Choisir l’itinéraire

La première et la plus importante chose est le choix de l’itinéraire. Cela dépendra des circonstances de chaque famille : préparation physique, équipement, expériences antérieures, ou simplement envie de marcher qu’ont ses membres. Au moment de décider de la dureté – distance et pente – je pense qu’il est judicieux de toujours le faire en fonction de la personne la moins préparée. Dans notre cas, nous choisissons généralement une destination de montagne, à moins de deux ou trois heures de voiture et, si possible, avec une rivière entre les deux pour nous baigner dans les eaux cristallines de haute montagne.

Il est important de donner la priorité au plaisir et à la jouissance plutôt qu’aux grandes actions et aux défis. Le rythme lent et calme joue presque toujours en votre faveur. Si les souffrances de certains membres de l’expédition sont trop élevées, l’expérience se retournera contre nous.

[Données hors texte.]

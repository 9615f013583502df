// src/github/mod.rs
// =============================================================================
// This module reads files and directory listings from a GitHub repository
// through the content API.
//
// Submodules:
// - client: HTTP access (reqwest) behind the ContentSource trait
// - content: Typed responses, base64 decoding and FetchError
// - fetch: The memoized Fetcher everything else goes through
// =============================================================================

mod client;
mod content;
mod fetch;

pub use client::{ContentSource, GithubClient};
#[cfg(test)]
pub use client::RawReply;
pub use content::{Content, ErrorKind, FetchError, ItemType};
pub use fetch::Fetcher;
// src/notes/mod.rs
// =============================================================================
// This module turns a repository of Markdown files into something you can
// browse: a navigation tree plus the text of individual notes.
//
// Submodules:
// - tree: Recursive folder walk -> ordered TreeNode tree
// - render: Fetch + decode one note
// - markdown: Headings and links inside a note
//
// `NoteExplorer` wires all of it to one Fetcher and one shared MemoCache,
// and is the only thing the CLI talks to.
// =============================================================================

mod markdown;
mod render;
mod tree;

pub use markdown::{note_links, outline};
pub use render::{NoteRenderer, RenderError};
pub use tree::{count, find, notes, NoteRules, TreeBuilder, TreeNode};

use crate::cache::{CacheStats, MemoCache};
use crate::github::{Content, ContentSource, FetchError, Fetcher};
use std::sync::Arc;
use tracing::info;

#[derive(Debug, Clone)]
pub struct NoteExplorer {
    cache: Arc<MemoCache>,
    fetcher: Fetcher,
    tree: TreeBuilder,
    renderer: NoteRenderer,
}

impl NoteExplorer {
    pub fn new(source: Arc<dyn ContentSource>, rules: NoteRules) -> Self {
        let cache = Arc::new(MemoCache::new());
        let fetcher = Fetcher::new(source, cache.clone());

        Self {
            tree: TreeBuilder::new(fetcher.clone(), cache.clone(), rules.clone()),
            renderer: NoteRenderer::new(fetcher.clone(), cache.clone(), rules),
            fetcher,
            cache,
        }
    }

    pub async fn fetch(&self, path: &str) -> Result<Content, FetchError> {
        self.fetcher.fetch(path).await
    }

    pub async fn build_tree(&self, root: &str) -> Vec<TreeNode> {
        self.tree.build_tree(root).await
    }

    pub async fn render_note(&self, path: &str) -> Result<String, RenderError> {
        self.renderer.render_note(path).await
    }

    pub async fn render_note_text(&self, path: &str) -> String {
        self.renderer.render_note_text(path).await
    }

    // Forgets every memoized fetch, tree and note
    pub fn clear_cache(&self) -> usize {
        let removed = self.cache.clear();
        info!(removed, "cache cleared");
        removed
    }

    pub fn cache_stats(&self) -> CacheStats {
        self.cache.stats()
    }
}

#[cfg(test)]
mod tests {
    use super::*;
    use crate::testing::{file_body, listing, FakeSource};

    #[tokio::test]
    async fn test_tree_then_note_shares_cache() {
        let source = Arc::new(
            FakeSource::new()
                .with_ok("vault", &listing("vault", &[("a.md", "file")]))
                .with_ok("vault/a.md", &file_body("vault/a.md", "# A\n")),
        );
        let explorer = NoteExplorer::new(source.clone(), NoteRules::default());

        let tree = explorer.build_tree("vault").await;
        let first = notes(&tree).next().unwrap();
        let text = explorer.render_note(first.id()).await.unwrap();

        assert_eq!(text, "# A\n");
        // The note fetch and a raw fetch of the same path hit the cache
        explorer.fetch("vault/a.md").await.unwrap();
        assert_eq!(source.calls("vault/a.md"), 1);
    }

    #[tokio::test]
    async fn test_clear_cache_refetches_everything() {
        let source = Arc::new(FakeSource::new().with_ok("", &listing("", &[("a.md", "file")])));
        let explorer = NoteExplorer::new(source.clone(), NoteRules::default());

        explorer.build_tree("").await;
        assert!(explorer.clear_cache() > 0);
        explorer.build_tree("").await;

        assert_eq!(source.calls(""), 2);
        assert_eq!(explorer.cache_stats().entries, 2);
    }
}
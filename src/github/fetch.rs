// src/github/fetch.rs
// =============================================================================
// This module fetches files and directory listings from a GitHub repository.
//
// Strategy:
// - Ask the content source (normally the GitHub content API) for the path
// - Treat anything but HTTP 200 as a failure for that path
// - Decode the body into a typed `Content` (see content.rs)
// - Remember the result, good or bad, so the same path is never requested
//   twice until someone clears the cache
//
// Failures are logged and returned, never raised: one missing folder should
// not stop the rest of the tree from rendering.
//
// Rust concepts:
// - Arc<dyn Trait>: Shared ownership of a trait object
// - Result: Errors as values that callers can match on
// =============================================================================

use crate::cache::{CacheKey, Cached, MemoCache, Operation};
use crate::github::client::ContentSource;
use crate::github::content::{parse_response, Content, FetchError};
use std::sync::Arc;
use tracing::error;

#[derive(Clone)]
pub struct Fetcher {
    source: Arc<dyn ContentSource>,
    cache: Arc<MemoCache>,
}

impl Fetcher {
    pub fn new(source: Arc<dyn ContentSource>, cache: Arc<MemoCache>) -> Self {
        Self { source, cache }
    }

    // Fetches a repository path, memoized per path
    //
    // Parameters:
    //   path: repository-relative path ("" for the repository root)
    //
    // Returns:
    //   Content::File with decoded text, or Content::Directory with the
    //   listing in API order. Errors are memoized too.
    pub async fn fetch(&self, path: &str) -> Result<Content, FetchError> {
        let key = CacheKey::new(Operation::Fetch, path);
        if let Some(Cached::Content(result)) = self.cache.get(&key) {
            return result;
        }

        let result = self.fetch_uncached(path).await;
        if let Err(e) = &result {
            error!(path, kind = ?e.kind(), "{}", e);
        }

        self.cache.insert(key, Cached::Content(result.clone()));
        result
    }

    // Fetches a path that must be a file and returns its text
    pub async fn fetch_text(&self, path: &str) -> Result<String, FetchError> {
        match self.fetch(path).await? {
            Content::File { text, .. } => Ok(text),
            Content::Directory { .. } => Err(FetchError::NotAFile {
                path: path.to_string(),
            }),
        }
    }

    async fn fetch_uncached(&self, path: &str) -> Result<Content, FetchError> {
        let reply = self.source.get(path).await?;

        if reply.status != 200 {
            return Err(FetchError::Status {
                path: path.to_string(),
                status: reply.status,
            });
        }

        parse_response(path, &reply.body)
    }
}

impl std::fmt::Debug for Fetcher {
    fn fmt(&self, f: &mut std::fmt::Formatter<'_>) -> std::fmt::Result {
        f.debug_struct("Fetcher")
            .field("cache", &self.cache.stats())
            .finish_non_exhaustive()
    }
}

// -----------------------------------------------------------------------------
// BEGINNER NOTES:
//
// 1. Why Arc<dyn ContentSource> instead of a generic?
//    - The fetcher is cloned into the tree builder and the renderer
//    - A trait object keeps those types simple (no <S: ContentSource> everywhere)
//    - Tests swap in a fake source without touching this file
//
// 2. Why cache errors?
//    - A path that 404s once will 404 again in the same session
//    - Repeating the request only costs rate limit
//    - Clearing the cache is how the user asks to try again
//
// 3. What does `return result;` inside `if let` do?
//    - It exits the async function early with the cached value
//    - The network code below only runs on a cache miss
// -----------------------------------------------------------------------------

Choisissez l’endroit où dormir

L’endroit où passer la nuit peut être aussi proche ou aussi loin que nous le souhaitons. Nous vivons dans un pays merveilleux qui offre toutes sortes de destinations pour dormir en plein air : des coins confortables à proximité de la voiture jusqu’aux endroits plus sauvages et isolés. Ce dernier nos favoris. Mer, campagne et montagne. Tout dépendra de l’expérience et de l’habitude de marcher dans la nature. Plus nous serons habitués, plus nous aurons de destinations à notre portée et plus elles seront sauvages. Mais s’il n’y a pas de préparation préalable, vous pouvez aussi faire un bivouac quelque part à proximité. Pensez aux rivières, aux forêts, aux montagnes ou aux plages et vous aurez des possibilités infinies.

Matériel essentiel

Chapitre important : le matériel de base. Et cela dépendra beaucoup de l’endroit où nous allons dormir. Dans notre cas, comme nous partons presque toujours vers la montagne, chacun porte des chaussures adaptées et en bon état (chaussures ou bottes de randonnée, de préférence avec membrane imperméable), des vêtements chauds (t-shirt et pantalon thermiques, doublure polaire et coupe-vent), un tapis et une veste en fonction des températures nocturnes du lieu.

Les sacs ont toujours une étiquette avec confort et températures limites. Et pour une raison étrange, ils coïncident rarement avec la réalité. Mon conseil est de pécher par excès et non par défaut. Si vous allez dormir dans un endroit où des minimums de dix degrés sont attendus, je choisirais un sac avec une température de confort de cinq degrés et une limite de zéro. Avoir trop froid la nuit est probablement le meilleur moyen de garantir que personne ne veuille répéter l’expérience.